As for whether or not people believe that they can pass on an STD to someone else to cure themselves of it, it's not a commonly held notion here in America, but Kantor says the idea is not completely unheard-of. "There is some mythology in some areas of the world that having sex with a virgin will somehow cure HIV. There's some pretty scary implications from there, with people trying to have sex with younger teens and things like that."

"And you've never heard of any type of sexually transmitted monster?" I asked her.

"I have not."

And yet, monstrously terrible things can happen through sex. The fear that you might have a sexually transmitted disease looms in the same mental space in which a monster would loom. I acquired an STD in my freshman year of college, and it was one of the most horrifying experiences of my life. I never wanted to have sex with anyone again. For an 18-year-old boy, that's saying a lot.

"Even when I was a teenager thinking about it, I thought it could be really fun if it was something that could be shared in some way, almost like a game of tag," says Mitchell. "And then I thought that sex connects people physically and emotionally. And I sort of like the way that people have physical and emotional connections to people that they have slept with, and those things stay with us."

It Follows is really about mortality and morality, because you can escape the monster by giving It to someone else (at least temporarily). This would cause all kinds of interpersonal problems with real-world STDs. If I could have been free of my own affliction by simply bedding someone else, would I have? I asked Kantor about the infected-stranger urban legend.

"Most people are very responsible these days when it comes to their sexual lives and taking measures to prevent STDs," she says. "As an example, 80 percent of young men use a condom now the first time they have sex. That's really become a norm. This is not happening in a widespread way. There are a lot of STDs out there, but most of them are out there not because people are trying to give them to someone else but because they don't know they have them.

"It's true that people have sex for a lot of different reasons," Kantor continues. "While it sounds like a simple point, it's actually a pretty profound point.
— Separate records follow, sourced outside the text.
use std::fmt;
use std::str::FromStr;

use chrono::{DateTime, Utc};
use serde::{Deserialize, Serialize};

use crate::content::content_hash;

// --- Categories and datasets ---

/// Per-bout statistics block on a fighter's stats page.
#[derive(Debug, Clone, Copy, PartialEq, Eq, Hash, PartialOrd, Ord, Serialize, Deserialize)]
pub enum Category {
    Striking,
    Clinch,
    Ground,
}

impl Category {
    pub const ALL: [Category; 3] = [Category::Striking, Category::Clinch, Category::Ground];

    /// Section title on the page. Matched case-insensitively.
    pub fn title(&self) -> &'static str {
        match self {
            Category::Striking => "Striking",
            Category::Clinch => "Clinch",
            Category::Ground => "Ground",
        }
    }

    /// Number of cells a source row must carry.
    pub fn source_width(&self) -> usize {
        16
    }

    pub fn dataset(&self) -> DatasetKind {
        match self {
            Category::Striking => DatasetKind::Striking,
            Category::Clinch => DatasetKind::Clinch,
            Category::Ground => DatasetKind::Ground,
        }
    }
}

impl fmt::Display for Category {
    fn fmt(&self, f: &mut fmt::Formatter<'_>) -> fmt::Result {
        f.write_str(self.title())
    }
}

pub const EVENT_KEY: [&str; 4] = ["Player", "Date", "Opponent", "Event"];
pub const PROFILE_KEY: [&str; 1] = ["Name"];

/// One living dataset file.
#[derive(Debug, Clone, Copy, PartialEq, Eq, Hash, PartialOrd, Ord)]
pub enum DatasetKind {
    Profiles,
    Striking,
    Clinch,
    Ground,
}

impl DatasetKind {
    pub const ALL: [DatasetKind; 4] = [
        DatasetKind::Profiles,
        DatasetKind::Striking,
        DatasetKind::Clinch,
        DatasetKind::Ground,
    ];

    pub fn file_name(&self) -> &'static str {
        match self {
            DatasetKind::Profiles => "fighter_profiles.csv",
            DatasetKind::Striking => "striking_data_living.csv",
            DatasetKind::Clinch => "clinch_data_living.csv",
            DatasetKind::Ground => "ground_data_living.csv",
        }
    }

    pub fn stem(&self) -> &'static str {
        self.file_name().trim_end_matches(".csv")
    }

    pub fn columns(&self) -> &'static [&'static str] {
        match self {
            DatasetKind::Profiles => ProfileRecord::COLUMNS,
            DatasetKind::Striking => StrikingRecord::COLUMNS,
            DatasetKind::Clinch => ClinchRecord::COLUMNS,
            DatasetKind::Ground => GroundRecord::COLUMNS,
        }
    }

    pub fn key_columns(&self) -> &'static [&'static str] {
        match self {
            DatasetKind::Profiles => &PROFILE_KEY,
            _ => &EVENT_KEY,
        }
    }
}

impl fmt::Display for DatasetKind {
    fn fmt(&self, f: &mut fmt::Formatter<'_>) -> fmt::Result {
        f.write_str(self.stem())
    }
}

// --- Run mode ---

#[derive(Debug, Clone, Copy, PartialEq, Eq, Default, Serialize, Deserialize)]
#[serde(rename_all = "lowercase")]
pub enum RunMode {
    /// Reuse stored documents; fetch only entities without one.
    #[default]
    Incremental,
    /// Fetch every entity.
    Full,
}

impl FromStr for RunMode {
    type Err = String;

    fn from_str(s: &str) -> Result<Self, Self::Err> {
        match s.trim().to_ascii_lowercase().as_str() {
            "incremental" => Ok(RunMode::Incremental),
            "full" => Ok(RunMode::Full),
            other => Err(format!("unknown run mode {other:?} (expected incremental or full)")),
        }
    }
}

impl fmt::Display for RunMode {
    fn fmt(&self, f: &mut fmt::Formatter<'_>) -> fmt::Result {
        match self {
            RunMode::Incremental => f.write_str("incremental"),
            RunMode::Full => f.write_str("full"),
        }
    }
}

// --- Raw documents ---

/// Verbatim stats page for one entity.
#[derive(Debug, Clone, PartialEq, Eq)]
pub struct RawDocument {
    pub entity: String,
    pub content: String,
    /// Hex SHA-256 of `content`.
    pub fingerprint: String,
    pub retrieved_at: DateTime<Utc>,
    pub source_url: String,
}

impl RawDocument {
    pub fn new(
        entity: impl Into<String>,
        content: impl Into<String>,
        source_url: impl Into<String>,
    ) -> Self {
        let content = content.into();
        Self {
            entity: entity.into(),
            fingerprint: content_hash(&content),
            content,
            retrieved_at: Utc::now(),
            source_url: source_url.into(),
        }
    }
}

// --- Records ---

/// A typed row of a living dataset.
pub trait LedgerRecord {
    const DATASET: DatasetKind;
    const COLUMNS: &'static [&'static str];

    /// Cells in `COLUMNS` order.
    fn to_row(&self) -> Vec<String>;
}

#[derive(Debug, Clone, Copy, PartialEq, Eq, Default, Serialize, Deserialize)]
#[serde(rename_all = "lowercase")]
pub enum WinMethodSource {
    Observed,
    #[default]
    Approximated,
}

impl fmt::Display for WinMethodSource {
    fn fmt(&self, f: &mut fmt::Formatter<'_>) -> fmt::Result {
        match self {
            WinMethodSource::Observed => f.write_str("observed"),
            WinMethodSource::Approximated => f.write_str("approximated"),
        }
    }
}

#[derive(Debug, Clone, PartialEq, Eq, Default)]
pub struct ProfileRecord {
    pub name: String,
    pub division: String,
    /// W-L-D as the source prints it.
    pub record: String,
    pub wins: u32,
    pub losses: u32,
    pub draws: u32,
    pub wins_ko: u32,
    pub wins_sub: u32,
    pub wins_dec: u32,
    pub win_method_source: WinMethodSource,
    pub height_weight: String,
    pub date_of_birth: String,
    pub reach: String,
    pub stance: String,
    pub team: String,
    pub country: String,
    pub striking_accuracy: String,
    pub takedown_accuracy: String,
}

impl LedgerRecord for ProfileRecord {
    const DATASET: DatasetKind = DatasetKind::Profiles;
    const COLUMNS: &'static [&'static str] = &[
        "Name",
        "Division",
        "Record",
        "Wins",
        "Losses",
        "Draws",
        "Wins by KO/TKO",
        "Wins by Submission",
        "Wins by Decision",
        "Win Method Source",
        "Height/Weight",
        "Date of Birth",
        "Reach",
        "Stance",
        "Team",
        "Country",
        "Striking Accuracy",
        "Takedown Accuracy",
    ];

    fn to_row(&self) -> Vec<String> {
        vec![
            self.name.clone(),
            self.division.clone(),
            self.record.clone(),
            self.wins.to_string(),
            self.losses.to_string(),
            self.draws.to_string(),
            self.wins_ko.to_string(),
            self.wins_sub.to_string(),
            self.wins_dec.to_string(),
            self.win_method_source.to_string(),
            self.height_weight.clone(),
            self.date_of_birth.clone(),
            self.reach.clone(),
            self.stance.clone(),
            self.team.clone(),
            self.country.clone(),
            self.striking_accuracy.clone(),
            self.takedown_accuracy.clone(),
        ]
    }
}

/// Identifying columns shared by every event record. Dates stay as printed.
#[derive(Debug, Clone, PartialEq, Eq, Default)]
pub struct Bout {
    pub player: String,
    pub date: String,
    pub opponent: String,
    pub event: String,
    pub result: String,
}

impl Bout {
    fn cells(&self) -> Vec<String> {
        vec![
            self.player.clone(),
            self.date.clone(),
            self.opponent.clone(),
            self.event.clone(),
            self.result.clone(),
        ]
    }
}

#[derive(Debug, Clone, PartialEq, Eq, Default)]
pub struct StrikingRecord {
    pub bout: Bout,
    pub sdbl: u32,
    pub sdba: u32,
    pub sdhl: u32,
    pub sdha: u32,
    pub sdll: u32,
    pub sdla: u32,
    pub tsl: u32,
    pub tsa: u32,
    pub ssl: u32,
    pub ssa: u32,
    pub tsl_tsa: String,
    pub kd: u32,
    pub pct_body: String,
    pub pct_head: String,
    pub pct_leg: String,
}

impl LedgerRecord for StrikingRecord {
    const DATASET: DatasetKind = DatasetKind::Striking;
    const COLUMNS: &'static [&'static str] = &[
        "Player", "Date", "Opponent", "Event", "Result", "SDBL", "SDBA", "SDHL", "SDHA", "SDLL",
        "SDLA", "TSL", "TSA", "SSL", "SSA", "TSL-TSA", "KD", "%BODY", "%HEAD", "%LEG",
    ];

    fn to_row(&self) -> Vec<String> {
        let mut row = self.bout.cells();
        row.extend(
            [
                self.sdbl, self.sdba, self.sdhl, self.sdha, self.sdll, self.sdla, self.tsl,
                self.tsa, self.ssl, self.ssa,
            ]
            .iter()
            .map(u32::to_string),
        );
        row.push(self.tsl_tsa.clone());
        row.push(self.kd.to_string());
        row.push(self.pct_body.clone());
        row.push(self.pct_head.clone());
        row.push(self.pct_leg.clone());
        row
    }
}

#[derive(Debug, Clone, PartialEq, Eq, Default)]
pub struct ClinchRecord {
    pub bout: Bout,
    pub scbl: u32,
    pub scba: u32,
    pub schl: u32,
    pub scha: u32,
    pub scll: u32,
    pub scla: u32,
    pub rv: u32,
    pub sr: u32,
    pub tdl: u32,
    pub tda: u32,
    pub tds: u32,
    pub tk_acc: String,
}

impl LedgerRecord for ClinchRecord {
    const DATASET: DatasetKind = DatasetKind::Clinch;
    const COLUMNS: &'static [&'static str] = &[
        "Player", "Date", "Opponent", "Event", "Result", "SCBL", "SCBA", "SCHL", "SCHA", "SCLL",
        "SCLA", "RV", "SR", "TDL", "TDA", "TDS", "TK ACC",
    ];

    fn to_row(&self) -> Vec<String> {
        let mut row = self.bout.cells();
        row.extend(
            [
                self.scbl, self.scba, self.schl, self.scha, self.scll, self.scla, self.rv,
                self.sr, self.tdl, self.tda, self.tds,
            ]
            .iter()
            .map(u32::to_string),
        );
        row.push(self.tk_acc.clone());
        row
    }
}

#[derive(Debug, Clone, PartialEq, Eq, Default)]
pub struct GroundRecord {
    pub bout: Bout,
    pub sgbl: u32,
    pub sgba: u32,
    pub sghl: u32,
    pub sgha: u32,
    pub sgll: u32,
    pub sgla: u32,
    pub ad: u32,
    pub adhg: u32,
    pub adtb: u32,
    pub adtm: u32,
    pub adts: u32,
    pub sm: u32,
}

impl LedgerRecord for GroundRecord {
    const DATASET: DatasetKind = DatasetKind::Ground;
    const COLUMNS: &'static [&'static str] = &[
        "Player", "Date", "Opponent", "Event", "Result", "SGBL", "SGBA", "SGHL", "SGHA", "SGLL",
        "SGLA", "AD", "ADHG", "ADTB", "ADTM", "ADTS", "SM",
    ];

    fn to_row(&self) -> Vec<String> {
        let mut row = self.bout.cells();
        row.extend(
            [
                self.sgbl, self.sgba, self.sghl, self.sgha, self.sgll, self.sgla, self.ad,
                self.adhg, self.adtb, self.adtm, self.adts, self.sm,
            ]
            .iter()
            .map(u32::to_string),
        );
        row
    }
}

#[cfg(test)]
mod tests {
    use super::*;

    #[test]
    fn rows_match_column_count() {
        assert_eq!(
            ProfileRecord::default().to_row().len(),
            ProfileRecord::COLUMNS.len()
        );
        assert_eq!(
            StrikingRecord::default().to_row().len(),
            StrikingRecord::COLUMNS.len()
        );
        assert_eq!(
            ClinchRecord::default().to_row().len(),
            ClinchRecord::COLUMNS.len()
        );
        assert_eq!(
            GroundRecord::default().to_row().len(),
            GroundRecord::COLUMNS.len()
        );
    }

    #[test]
    fn key_columns_are_part_of_schema() {
        for kind in DatasetKind::ALL {
            for key in kind.key_columns() {
                assert!(kind.columns().contains(key), "{kind}: {key}");
            }
        }
    }

    #[test]
    fn run_mode_parses_case_insensitively() {
        assert_eq!("FULL".parse::<RunMode>().unwrap(), RunMode::Full);
        assert_eq!(" incremental ".parse::<RunMode>().unwrap(), RunMode::Incremental);
        assert!("partial".parse::<RunMode>().is_err());
    }

    #[test]
    fn raw_document_fingerprints_content() {
        let a = RawDocument::new("A", "<html>1</html>", "u");
        let b = RawDocument::new("A", "<html>1</html>", "u");
        let c = RawDocument::new("A", "<html>2</html>", "u");
        assert_eq!(a.fingerprint, b.fingerprint);
        assert_ne!(a.fingerprint, c.fingerprint);
        assert_eq!(a.fingerprint.len(), 64);
    }
}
It runs the gamut, from wanting to connect deeply with someone to raging hormones."

Which, of course, brings us back to Dostoyevsky. "We aren't here forever," says Mitchell, speaking of the reference to the great Russian novelist. "And one of the ways that we can keep our fear of death at bay is through sex and through love. These are ways in which we can find a way to be OK with the fact that our lives are limited. And it's something that these characters are maybe just starting to become aware of, that it's something we all live with."